D-Wave Quantum (QBTS) Stock Surges on Government Push and Analyst Upgrades: Full 2025 Outlook and 2026 Forecast

As of the afternoon on December 4, 2025, D‑Wave Quantum Inc. (NYSE: QBTS) is trading around $28.37, up roughly 13% on the day, after hitting an intraday high of about $28.52 on heavy volume of more than 31 million shares.
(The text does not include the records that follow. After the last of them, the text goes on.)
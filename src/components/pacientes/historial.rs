use leptos::*;
use leptos_router::{use_params_map, A};

use crate::client::{self, EventoHistorial, PacienteRef};
use crate::components::common::{Cargando, ErrorBanner};
use crate::utils::fechas::formatear_fecha_hora;

fn color_evento(tipo: &str) -> &'static str {
    match tipo {
        "cita" => "bg-[#5fb3b0]",
        "nota" => "bg-amber-400",
        "imagen" => "bg-violet-400",
        "odontograma" => "bg-sky-400",
        _ => "bg-slate-300",
    }
}

fn etiqueta_evento(tipo: &str) -> &'static str {
    match tipo {
        "cita" => "Cita",
        "nota" => "Nota clínica",
        "imagen" => "Imagen",
        "odontograma" => "Odontograma",
        _ => "Evento",
    }
}

#[component]
pub fn PacienteHistorialPage() -> impl IntoView {
    let params = use_params_map();
    let paciente_id = move || params.with(|p| p.get("id").cloned().unwrap_or_default());

    let (paciente, set_paciente) = create_signal(Option::<PacienteRef>::None);
    let (eventos, set_eventos) = create_signal(Vec::<EventoHistorial>::new());
    let (cargando, set_cargando) = create_signal(true);
    let (error, set_error) = create_signal(Option::<String>::None);

    create_effect(move |_| {
        let id = paciente_id();
        if id.is_empty() {
            return;
        }
        spawn_local(async move {
            set_cargando.set(true);
            match client::historial_por_paciente(&id).await {
                Ok(r) => {
                    set_paciente.set(Some(r.paciente));
                    set_eventos.set(r.timeline);
                }
                Err(e) => set_error.set(Some(e.to_string())),
            }
            set_cargando.set(false);
        });
    });

    view! {
        <div class="space-y-6">
            <div class="flex items-center gap-3">
                <A href=move || format!("/pacientes/{}", paciente_id()) class="text-sm text-[#5fb3b0] hover:underline">
                    "← Volver a la ficha"
                </A>
                <h1 class="text-xl font-bold text-slate-800">
                    "Historial"
                    {move || paciente.get().map(|p| format!(" · {}", p.nombre_completo())).unwrap_or_default()}
                </h1>
            </div>

            <ErrorBanner mensaje=error />

            {move || if cargando.get() {
                view! { <Cargando /> }.into_view()
            } else {
                let lista = eventos.get();
                if lista.is_empty() {
                    view! {
                        <p class="text-sm text-slate-400 text-center py-8">"Sin actividad registrada"</p>
                    }.into_view()
                } else {
                    view! {
                        <div class="bg-white rounded-xl shadow p-6">
                            <div class="relative pl-6 border-l-2 border-slate-100 space-y-6">
                                {lista.into_iter().map(|ev| view! { <EventoFila evento=ev /> }).collect_view()}
                            </div>
                        </div>
                    }.into_view()
                }
            }}
        </div>
    }
}

#[component]
fn EventoFila(evento: EventoHistorial) -> impl IntoView {
    let punto = color_evento(&evento.tipo);
    let etiqueta = etiqueta_evento(&evento.tipo);
    let cuerpo = view! {
        <div>
            <div class="flex items-center gap-2">
                <span class="text-xs font-medium text-slate-400 uppercase tracking-wide">{etiqueta}</span>
                <span class="text-xs text-slate-400">{formatear_fecha_hora(&evento.fecha)}</span>
            </div>
            <p class="text-sm text-slate-700 mt-0.5">{evento.titulo.clone()}</p>
            {evento.detalle.clone().map(|d| view! {
                <p class="text-xs text-slate-500 mt-0.5">{d}</p>
            })}
        </div>
    };

    view! {
        <div class="relative">
            <span class=format!("absolute -left-[31px] top-1 w-3 h-3 rounded-full ring-4 ring-white {punto}")></span>
            {if evento.tipo == "odontograma" {
                view! {
                    <A href=format!("/odontograma/{}", evento.id) class="block hover:opacity-80">
                        {cuerpo}
                    </A>
                }.into_view()
            } else if evento.tipo == "cita" {
                view! {
                    <A href=format!("/citas/{}", evento.id) class="block hover:opacity-80">
                        {cuerpo}
                    </A>
                }.into_view()
            } else {
                cuerpo.into_view()
            }}
        </div>
    }
}

#[cfg(test)]
mod tests {
    use super::*;

    #[test]
    fn tipos_conocidos_tienen_color_propio() {
        assert_ne!(color_evento("cita"), color_evento("nota"));
        assert_eq!(color_evento("desconocido"), "bg-slate-300");
        assert_eq!(etiqueta_evento("imagen"), "Imagen");
    }
}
Over the last year, the stock has swung between $2.88 and $46.75, underscoring just how volatile this quantum computing pure‑play has become. [1]
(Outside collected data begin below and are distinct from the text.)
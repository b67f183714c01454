//! Domain types for the Dentissta REST API.
//!
//! The backend sends camelCase JSON; structs rename at the field level
//! only where the Rust name differs. List endpoints omit the nested
//! collections that the detail endpoints include, so those collections
//! default to empty.

use serde::{Deserialize, Serialize};

/// Logged-in administrator.
#[derive(Debug, Clone, PartialEq, Serialize, Deserialize)]
pub struct Admin {
    pub nombre: String,
    pub email: String,
}

/// `/auth/login` response; the token field is snake_case on the wire.
#[derive(Debug, Clone, Deserialize)]
pub struct LoginResponse {
    pub access_token: String,
    pub admin: Admin,
}

/// `/auth/me` response.
#[derive(Debug, Clone, Deserialize)]
pub struct MeResponse {
    pub id: String,
    pub email: String,
    pub nombre: String,
}

/// Patient as referenced from citas and dashboards.
#[derive(Debug, Clone, PartialEq, Deserialize)]
#[serde(rename_all = "camelCase")]
pub struct PacienteRef {
    pub id: String,
    pub nombre: String,
    pub apellido: String,
    #[serde(default)]
    pub telefono: Option<String>,
    #[serde(default)]
    pub email: Option<String>,
    #[serde(default)]
    pub dni: Option<String>,
    #[serde(default)]
    pub obra_social: Option<ObraSocialRef>,
}

impl PacienteRef {
    pub fn nombre_completo(&self) -> String {
        format!("{} {}", self.nombre, self.apellido)
    }
}

#[derive(Debug, Clone, PartialEq, Deserialize)]
pub struct ObraSocialRef {
    #[serde(default)]
    pub id: Option<String>,
    pub nombre: String,
}

#[derive(Debug, Clone, Default, PartialEq, Deserialize)]
pub struct ConteoPaciente {
    #[serde(default)]
    pub citas: u32,
    #[serde(default)]
    pub odontogramas: u32,
}

/// Full patient record.
#[derive(Debug, Clone, PartialEq, Deserialize)]
#[serde(rename_all = "camelCase")]
pub struct Paciente {
    pub id: String,
    pub nombre: String,
    pub apellido: String,
    pub dni: String,
    #[serde(default)]
    pub fecha_nacimiento: Option<String>,
    #[serde(default)]
    pub telefono: Option<String>,
    #[serde(default)]
    pub email: Option<String>,
    #[serde(default)]
    pub direccion: Option<String>,
    #[serde(default)]
    pub nota: Option<String>,
    #[serde(default)]
    pub alergias: Option<String>,
    #[serde(default)]
    pub obra_social: Option<ObraSocialRef>,
    #[serde(default)]
    pub obra_social_id: Option<String>,
    #[serde(default, rename = "_count")]
    pub conteo: Option<ConteoPaciente>,
}

impl Paciente {
    pub fn nombre_completo(&self) -> String {
        format!("{} {}", self.nombre, self.apellido)
    }
}

#[derive(Debug, Clone, PartialEq, Deserialize)]
pub struct ObraSocial {
    pub id: String,
    pub nombre: String,
    #[serde(default)]
    pub codigo: Option<String>,
    #[serde(default, rename = "_count")]
    pub conteo: Option<ConteoObraSocial>,
}

#[derive(Debug, Clone, Default, PartialEq, Deserialize)]
pub struct ConteoObraSocial {
    #[serde(default)]
    pub pacientes: u32,
}

/// Appointment. `fecha` is an ISO date, the horas are `HH:MM`.
#[derive(Debug, Clone, PartialEq, Deserialize)]
#[serde(rename_all = "camelCase")]
pub struct Cita {
    pub id: String,
    pub fecha: String,
    pub hora_inicio: String,
    pub hora_fin: String,
    #[serde(default)]
    pub motivo: Option<String>,
    pub estado: String,
    pub paciente: PacienteRef,
    #[serde(default)]
    pub odontogramas: Vec<Odontograma>,
    #[serde(default)]
    pub notas_clinicas: Vec<Nota>,
    #[serde(default)]
    pub imagenes: Vec<Imagen>,
    #[serde(default)]
    pub registro_prestacion: Option<RegistroPrestacion>,
}

#[derive(Debug, Clone, Default, PartialEq, Deserialize)]
pub struct ConteoOdontograma {
    #[serde(default)]
    pub dientes: u32,
}

#[derive(Debug, Clone, PartialEq, Deserialize)]
#[serde(rename_all = "camelCase")]
pub struct Odontograma {
    pub id: String,
    #[serde(default)]
    pub fecha: Option<String>,
    #[serde(default)]
    pub titulo: Option<String>,
    #[serde(default)]
    pub paciente: Option<PacienteRef>,
    #[serde(default)]
    pub numeros_dientes: Option<Vec<u8>>,
    #[serde(default)]
    pub observaciones: Option<String>,
    #[serde(default)]
    pub dientes: Vec<Diente>,
    #[serde(default, rename = "_count")]
    pub conteo: Option<ConteoOdontograma>,
}

#[derive(Debug, Clone, PartialEq, Deserialize)]
#[serde(rename_all = "camelCase")]
pub struct Diente {
    pub id: String,
    pub numero_diente: u8,
    pub estado: String,
    #[serde(default)]
    pub observaciones: Option<String>,
}

/// Clinical note.
#[derive(Debug, Clone, PartialEq, Deserialize)]
pub struct Nota {
    pub id: String,
    pub titulo: String,
    pub descripcion: String,
    pub fecha: String,
    pub profesional: String,
}

/// Clinical image. `url` is relative to the API origin.
#[derive(Debug, Clone, PartialEq, Deserialize)]
pub struct Imagen {
    pub id: String,
    pub url: String,
    #[serde(default)]
    pub descripcion: Option<String>,
    pub fecha: String,
    pub tipo: String,
}

/// One entry of the merged per-patient timeline.
#[derive(Debug, Clone, PartialEq, Deserialize)]
pub struct EventoHistorial {
    pub tipo: String,
    pub fecha: String,
    pub id: String,
    pub titulo: String,
    #[serde(default)]
    pub detalle: Option<String>,
}

#[derive(Debug, Clone, PartialEq, Deserialize)]
#[serde(rename_all = "camelCase")]
pub struct PrestacionItem {
    pub id: String,
    pub numero_diente: u8,
    #[serde(default)]
    pub cara: Option<String>,
    pub codigo: String,
    #[serde(default)]
    pub fecha_realizacion: Option<String>,
    pub cantidad: u32,
    pub conformidad_paciente: bool,
}

#[derive(Debug, Clone, PartialEq, Deserialize)]
#[serde(rename_all = "camelCase")]
pub struct RegistroPrestacion {
    pub id: String,
    #[serde(default)]
    pub observaciones: Option<String>,
    #[serde(default)]
    pub cantidad_dientes_existente: Option<u32>,
    pub protesis_fija: bool,
    pub protesis_removible: bool,
    pub coronas: bool,
    pub consentimiento_informado: bool,
    #[serde(default)]
    pub items: Vec<PrestacionItem>,
}

/// Clinical-history document for one cita; `datos` is free-form JSON the
/// form deep-merges over its default structure.
#[derive(Debug, Clone, PartialEq, Deserialize)]
pub struct HistoriaClinica {
    pub id: String,
    pub datos: serde_json::Value,
    #[serde(default)]
    pub cita: Option<CitaResumen>,
}

#[derive(Debug, Clone, PartialEq, Deserialize)]
#[serde(rename_all = "camelCase")]
pub struct CitaResumen {
    pub id: String,
    pub fecha: String,
    #[serde(default)]
    pub hora_inicio: Option<String>,
    #[serde(default)]
    pub motivo: Option<String>,
}

/// Configurable tooth-estado palette entry.
#[derive(Debug, Clone, PartialEq, Deserialize)]
pub struct EstadoDiente {
    pub id: String,
    pub clave: String,
    pub nombre: String,
    pub color: String,
    pub orden: i32,
    #[serde(default)]
    pub simbolo: Option<String>,
}

#[derive(Debug, Clone, Deserialize)]
pub struct Alerta {
    pub tipo: String,
    pub mensaje: String,
}

#[derive(Debug, Clone, Deserialize)]
pub struct CitaPorDia {
    pub fecha: String,
    pub total: u32,
    #[serde(default)]
    pub atendidos: u32,
}

#[derive(Debug, Clone, Default, Deserialize)]
pub struct CitasMes {
    #[serde(default)]
    pub total: u32,
    #[serde(default)]
    pub pendientes: u32,
    #[serde(default)]
    pub confirmadas: u32,
    #[serde(default)]
    pub atendidas: u32,
    #[serde(default)]
    pub canceladas: u32,
}

#[derive(Debug, Clone, Deserialize)]
#[serde(rename_all = "camelCase")]
pub struct DashboardData {
    #[serde(default)]
    pub citas_del_dia: Vec<Cita>,
    #[serde(default)]
    pub proxima_cita: Option<Cita>,
    #[serde(default)]
    pub pacientes_recientes: Vec<PacienteRef>,
    #[serde(default)]
    pub total_pacientes: u32,
    #[serde(default)]
    pub alertas: Vec<Alerta>,
    #[serde(default)]
    pub citas_por_dia: Vec<CitaPorDia>,
    #[serde(default)]
    pub citas_este_mes: Option<CitasMes>,
}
Year to date, various analyses put QBTS up roughly 170%–200% in 2025, even after sharp pullbacks from its October peak near $46.75. [2] That explosive move has pushed D‑Wave into the center of speculative tech trading, but it’s also being underpinned by real business developments:

  • Q3 2025 revenue doubled year over year
  • The company raised $54.6 million by redeeming public warrants
  • It reported record cash of more than $836 million
  • It formed a dedicated U.S. government business unit aimed at defense and federal workloads [3]
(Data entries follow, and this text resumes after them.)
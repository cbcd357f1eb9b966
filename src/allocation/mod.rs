//! Quota allocation and roster assembly.
//!
//! Provides the allocation entry point ([`allocate`] / [`AllocationRequest`]),
//! the cohort-by-cohort [`QuotaAllocator`], the [`RosterAssembler`] and
//! result metrics.
//!
//! # Algorithm
//!
//! `allocate` filters the pool once, then walks cohorts from highest to
//! lowest, ranking each cohort's remaining candidates and taking a prefix of
//! the requested size. Picks leave the shared pool immediately. Locked
//! entries join at assembly time and are never re-ranked.
//!
//! # Summary
//!
//! `AllocationSummary` computes fill rates and shortfall totals for
//! reporting.

mod assembler;
mod engine;
mod quota;
mod summary;

pub use assembler::{AssembledRoster, RosterAssembler};
pub use engine::{allocate, AllocationRequest, AllocationResult};
pub use quota::{CohortAllocation, CohortOutcome, QuotaAllocator, QuotaOutcome};
pub use summary::AllocationSummary;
Layer in fresh Wall Street “outperform” ratings and bold long‑term forecasts, and you have one of 2025’s most talked‑about high‑risk growth stocks.

This article pulls together the latest news, forecasts and analyses as of December 4, 2025, to give a structured picture of where D‑Wave stands now—and what could come next.


1. D‑Wave Quantum Stock Today: Price Action and Volatility

  • Current price (intraday, Dec 4, 2025): ~$28.37, up about 13% vs. the prior close
  • Day’s range: ~$24.73 – $28.52
  • Opening price: ~$25.00
  • Volume: ~31.9M shares traded intraday, far above many small caps
  • 52‑week range:$2.88 – $46.75 [4]

Much of today’s jump is tied to follow‑through buying after a series of catalysts:

  • A new U.S. government business unit announcement on December 2
  • Fresh institutional buying disclosures
  • A high‑profile Evercore ISI “Outperform” initiation with a $44 price target [5]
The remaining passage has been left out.